:: Work required ::
The answer must repeat each line of the material exactly.

:: Exercise inputs ::
//! Performance Instrumentation
//!
//! An opt-in timing layer around display compute and render calls. When the
//! `VISTUNE_PERF` environment variable is set to `1`, each wrapped call
//! emits one `tracing` event on the `vistune_perf` target carrying the
//! widget identifier, an event tag, the elapsed time in seconds, and the
//! updates-per-second that cost implies.
//!
//! The layer is strictly pass-through: it never changes what runs, in what
//! order, or what is returned. Note the reported rate is per call site. A
//! compute rate of 20k/s does not promise 20k rendered frames per second,
//! since rendering has its own cost.

use std::sync::OnceLock;
use std::time::Instant;

/// Guards division when a call returns faster than the clock resolution.
const EPSILON: f64 = 1e-9;

static ENABLED: OnceLock<bool> = OnceLock::new();

/// Whether timing lines are being emitted for this process.
///
/// The environment is consulted once; changing the variable afterwards has
/// no effect.
pub fn enabled() -> bool {
    *ENABLED.get_or_init(|| {
        std::env::var("VISTUNE_PERF")
            .map(|v| v == "1")
            .unwrap_or(false)
    })
}

/// Run `f`, logging its wall-clock cost when instrumentation is enabled.
///
/// `identifier` names the widget the call belongs to and `event` names the
/// call category (`callback-compute`, `render`, ...).
pub fn timed<T>(identifier: &str, event: &str, f: impl FnOnce() -> T) -> T {
    if !enabled() {
        return f();
    }

    let start = Instant::now();
    let result = f();
    let seconds = start.elapsed().as_secs_f64();

    tracing::info!(
        target: "vistune_perf",
        identifier,
        event,
        seconds,
        updates_per_second = 1.0 / (seconds + EPSILON),
    );
    result
}

#[cfg(test)]
mod tests {
    use super::*;

    #[test]
    fn timed_passes_the_result_through() {
        let out = timed("display-00000000", "callback-compute", || 41 + 1);
        assert_eq!(out, 42);
    }

    #[test]
    fn timed_runs_the_closure_exactly_once() {
        let mut calls = 0;
        timed("display-00000000", "render", || calls += 1);
        assert_eq!(calls, 1);
    }
}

:: Result ::
//! Performance Instrumentation
//!
//! An opt-in timing layer around display compute and render calls. When the
//! `VISTUNE_PERF` environment variable is set to `1`, each wrapped call
//! emits one `tracing` event on the `vistune_perf` target carrying the
//! widget identifier, an event tag, the elapsed time in seconds, and the
//! updates-per-second that cost implies.
//!
//! The layer is strictly pass-through: it never changes what runs, in what
//! order, or what is returned. Note the reported rate is per call site. A
//! compute rate of 20k/s does not promise 20k rendered frames per second,
//! since rendering has its own cost.

use std::sync::OnceLock;
use std::time::Instant;

/// Guards division when a call returns faster than the clock resolution.
const EPSILON: f64 = 1e-9;

static ENABLED: OnceLock<bool> = OnceLock::new();

/// Whether timing lines are being emitted for this process.
///
/// The environment is consulted once; changing the variable afterwards has
/// no effect.
pub fn enabled() -> bool {
    *ENABLED.get_or_init(|| {
        std::env::var("VISTUNE_PERF")
            .map(|v| v == "1")
            .unwrap_or(false)
    })
}

/// Run `f`, logging its wall-clock cost when instrumentation is enabled.
///
/// `identifier` names the widget the call belongs to and `event` names the
/// call category (`callback-compute`, `render`, ...).
pub fn timed<T>(identifier: &str, event: &str, f: impl FnOnce() -> T) -> T {
    if !enabled() {
        return f();
    }

    let start = Instant::now();
    let result = f();
    let seconds = start.elapsed().as_secs_f64();

    tracing::info!(
        target: "vistune_perf",
        identifier,
        event,
        seconds,
        updates_per_second = 1.0 / (seconds + EPSILON),
    );
    result
}

#[cfg(test)]
mod tests {
    use super::*;

    #[test]
    fn timed_passes_the_result_through() {
        let out = timed("display-00000000", "callback-compute", || 41 + 1);
        assert_eq!(out, 42);
    }

    #[test]
    fn timed_runs_the_closure_exactly_once() {
        let mut calls = 0;
        timed("display-00000000", "render", || calls += 1);
        assert_eq!(calls, 1);
    }
}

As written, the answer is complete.